> _Required action_: Repeat the lines of the data exactly, from the first one through the one that contains "negotiation methods this".

====== Exercise material

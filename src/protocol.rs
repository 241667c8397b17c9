// RSV: Fields marked RESERVED (RSV) must be set to X'00'.
pub const RSV: u8 = 0x00;

/// Version represents available SOCKS proxy versions.
/// Included for readability and clarity; this implementation
/// only supports SOCKS5
#[repr(u8)]
#[derive(Debug, Clone, Copy, PartialEq)]
pub enum Version {
    SOCKS5 = 0x05,
}

/// AuthMethod represents the SOCKS5 negotiation methods this
/// proxy knows about
#[repr(u8)]
#[derive(Debug, Clone, Copy, PartialEq)]
pub enum AuthMethod {
    NoAuth = 0x00,
    // 0x01: GSSAPI, 0x02: username/password -> not supported
    // 0x03 - 0x7f: IANA reserved
    // 0x80 - 0xFE: private methods
    NoAcceptable = 0xFF,
}

/// Command represents SOCKS5 protocol commands
#[repr(u8)]
#[derive(Debug, Clone, Copy, PartialEq)]
pub enum Command {
    Connect = 0x01,
    Bind = 0x02,
    UdpAssociate = 0x03,
}

/// Command implementation block
impl Command {
    /// from_byte converts a byte to its related SOCKS5 protocol command
    pub fn from_byte(byte: u8) -> Option<Self> {
        match byte {
            0x01 => Some(Command::Connect),
            0x02 => Some(Command::Bind),
            0x03 => Some(Command::UdpAssociate),
            _ => None,
        }
    }
}

/// AddressType represents the SOCKS5 address types:
/// IPv4, Domain Name, IPv6
#[repr(u8)]
#[derive(Debug, Clone, Copy, PartialEq)]
pub enum AddressType {
    IPv4 = 0x01,
    DomainName = 0x03,
    IPv6 = 0x04,
}

/// AddressType implementation block
impl AddressType {
    /// from_byte converts a byte to its related network address type
    pub fn from_byte(byte: u8) -> Option<Self> {
        match byte {
            0x01 => Some(AddressType::IPv4),
            0x03 => Some(AddressType::DomainName),
            0x04 => Some(AddressType::IPv6),
            _ => None,
        }
    }
}

/// ReplyCode represents the SOCKS5 reply codes this proxy sends
#[repr(u8)]
#[derive(Debug, Clone, Copy, PartialEq)]
pub enum ReplyCode {
    Succeeded = 0x00,
    ServerFailure = 0x01,
    NetworkUnreachable = 0x03,
    HostUnreachable = 0x04,
    ConnectionRefused = 0x05,
    TtlExpired = 0x06,
    // 0x07: command not supported -> unsupported commands are closed
    // without a reply instead (see commands module)
    // 0x09 - 0xFF: unassigned
}

#[cfg(test)]
mod tests {
    use super::*;

    #[test]
    fn command_from_byte() {
        assert_eq!(Command::from_byte(0x01), Some(Command::Connect));
        assert_eq!(Command::from_byte(0x02), Some(Command::Bind));
        assert_eq!(Command::from_byte(0x03), Some(Command::UdpAssociate));
        assert_eq!(Command::from_byte(0x09), None);
    }

    #[test]
    fn address_type_from_byte() {
        assert_eq!(AddressType::from_byte(0x01), Some(AddressType::IPv4));
        assert_eq!(AddressType::from_byte(0x03), Some(AddressType::DomainName));
        assert_eq!(AddressType::from_byte(0x04), Some(AddressType::IPv6));
        assert_eq!(AddressType::from_byte(0x02), None);
    }
}
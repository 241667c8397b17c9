use crate::protocol::AddressType;
use anyhow::{Result, anyhow, bail};
use std::fmt;
use std::net::{Ipv4Addr, Ipv6Addr};
use tokio::io::{AsyncRead, AsyncReadExt};

/// Address represents a network address or domain to be used as the
/// SOCKS5 target address
#[derive(Debug, Clone, PartialEq)]
pub enum Address {
    IPv4(Ipv4Addr),
    DomainName(String),
    IPv6(Ipv6Addr),
}

/// Address implementation block
impl Address {
    /// addr_type returns the SOCKS5 address type byte for this address
    pub fn addr_type(&self) -> AddressType {
        match self {
            Address::IPv4(_) => AddressType::IPv4,
            Address::DomainName(_) => AddressType::DomainName,
            Address::IPv6(_) => AddressType::IPv6,
        }
    }
}

impl fmt::Display for Address {
    fn fmt(&self, f: &mut fmt::Formatter<'_>) -> fmt::Result {
        match self {
            Address::IPv4(ip) => write!(f, "{ip}"),
            Address::DomainName(domain) => write!(f, "{domain}"),
            Address::IPv6(ip) => write!(f, "{ip}"),
        }
    }
}

/// DestAddr represents a requested forward proxy destination:
/// address plus port
#[derive(Debug, Clone, PartialEq)]
pub struct DestAddr {
    pub address: Address,
    pub port: u16,
}

/// DestAddr implementation block
impl DestAddr {
    /// host returns the destination host as a string, without the port.
    /// Used for watch-list matching
    pub fn host(&self) -> String {
        self.address.to_string()
    }
}

impl fmt::Display for DestAddr {
    fn fmt(&self, f: &mut fmt::Formatter<'_>) -> fmt::Result {
        // IPv6 literals must be bracketed to form a dialable host:port
        match &self.address {
            Address::IPv6(ip) => write!(f, "[{ip}]:{}", self.port),
            addr => write!(f, "{addr}:{}", self.port),
        }
    }
}

/// read_dest_addr contains logic to parse the network address
/// from an incoming client connection request: IPv4, IPv6, or domain name
/// and returns the resultant DestAddr
pub async fn read_dest_addr<S>(stream: &mut S) -> Result<DestAddr>
where
    S: AsyncRead + Unpin,
{
    // Read address type byte from stream
    let mut atype = [0u8; 1];
    stream.read_exact(&mut atype).await?;

    let addr_type =
        AddressType::from_byte(atype[0]).ok_or_else(|| anyhow!("[ERR] unknown address type"))?;

    // Match type and extract address or domain name
    let address = match addr_type {
        AddressType::IPv4 => {
            let mut addr = [0u8; 4];
            stream.read_exact(&mut addr).await?;
            Address::IPv4(Ipv4Addr::from(addr))
        }
        AddressType::DomainName => {
            // First octet in DomainName contains the number of
            // octets to follow
            let mut len = [0u8; 1];
            stream.read_exact(&mut len).await?;

            if len[0] == 0 {
                bail!("[ERR] domain length cannot be 0");
            }

            // Read domain and convert to string
            let mut domain = vec![0u8; len[0] as usize];
            stream.read_exact(&mut domain).await?;
            Address::DomainName(String::from_utf8(domain)?)
        }
        AddressType::IPv6 => {
            let mut addr = [0u8; 16];
            stream.read_exact(&mut addr).await?;
            Address::IPv6(Ipv6Addr::from(addr))
        }
    };

    // Read port -> BigEndian (network order)
    let mut port_buf = [0u8; 2];
    stream.read_exact(&mut port_buf).await?;
    let port = u16::from_be_bytes(port_buf);

    Ok(DestAddr { address, port })
}
use anyhow::Result;
use clap::Parser;
use std::time::Duration;
use tapsocks::{Socks5Server, WatchList};
use tracing::info;

#[derive(Parser, Debug)]
#[command(author, version, about = "A SOCKS5 forward proxy with selective traffic inspection", long_about = None)]
struct Args {
    /// Listening port
    #[arg(short, long, default_value_t = 8000)]
    port: u16,

    /// Watched destination domain (substring match, repeatable)
    #[arg(short, long = "watch")]
    watch: Vec<String>,

    /// Outbound connect timeout in seconds
    #[arg(short = 't', long, default_value_t = 10)]
    connect_timeout: u64,

    /// Verbose logging
    #[arg(short, long)]
    verbose: bool,
}

#[tokio::main]
async fn main() -> Result<()> {
    // Parse args
    let args = Args::parse();

    // Initialize tracing subscriber
    let level = if args.verbose {
        tracing::Level::DEBUG
    } else {
        tracing::Level::INFO
    };

    tracing_subscriber::fmt().with_max_level(level).init();

    let watch = WatchList::new(args.watch);
    if !watch.is_empty() {
        info!("Traffic inspection enabled");
    }

    // Instantiate server
    let mut server = Socks5Server::new(format!("0.0.0.0:{}", args.port))
        .with_watch_list(watch)
        .with_connect_timeout(Duration::from_secs(args.connect_timeout));

    // Run it
    info!("Starting SOCKS5 proxy on port {}", args.port);
    server.run().await
}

============

> _Result_:
filename src/protocol.rs
repository 241667c8397b17c9
// RSV: Fields marked RESERVED (RSV) must be set to X'00'.
pub const RSV: u8 = 0x00;

/// Version represents available SOCKS proxy versions.
/// Included for readability and clarity; this implementation
/// only supports SOCKS5
#[repr(u8)]
#[derive(Debug, Clone, Copy, PartialEq)]
pub enum Version {
    SOCKS5 = 0x05,
}

/// AuthMethod represents the SOCKS5 negotiation methods this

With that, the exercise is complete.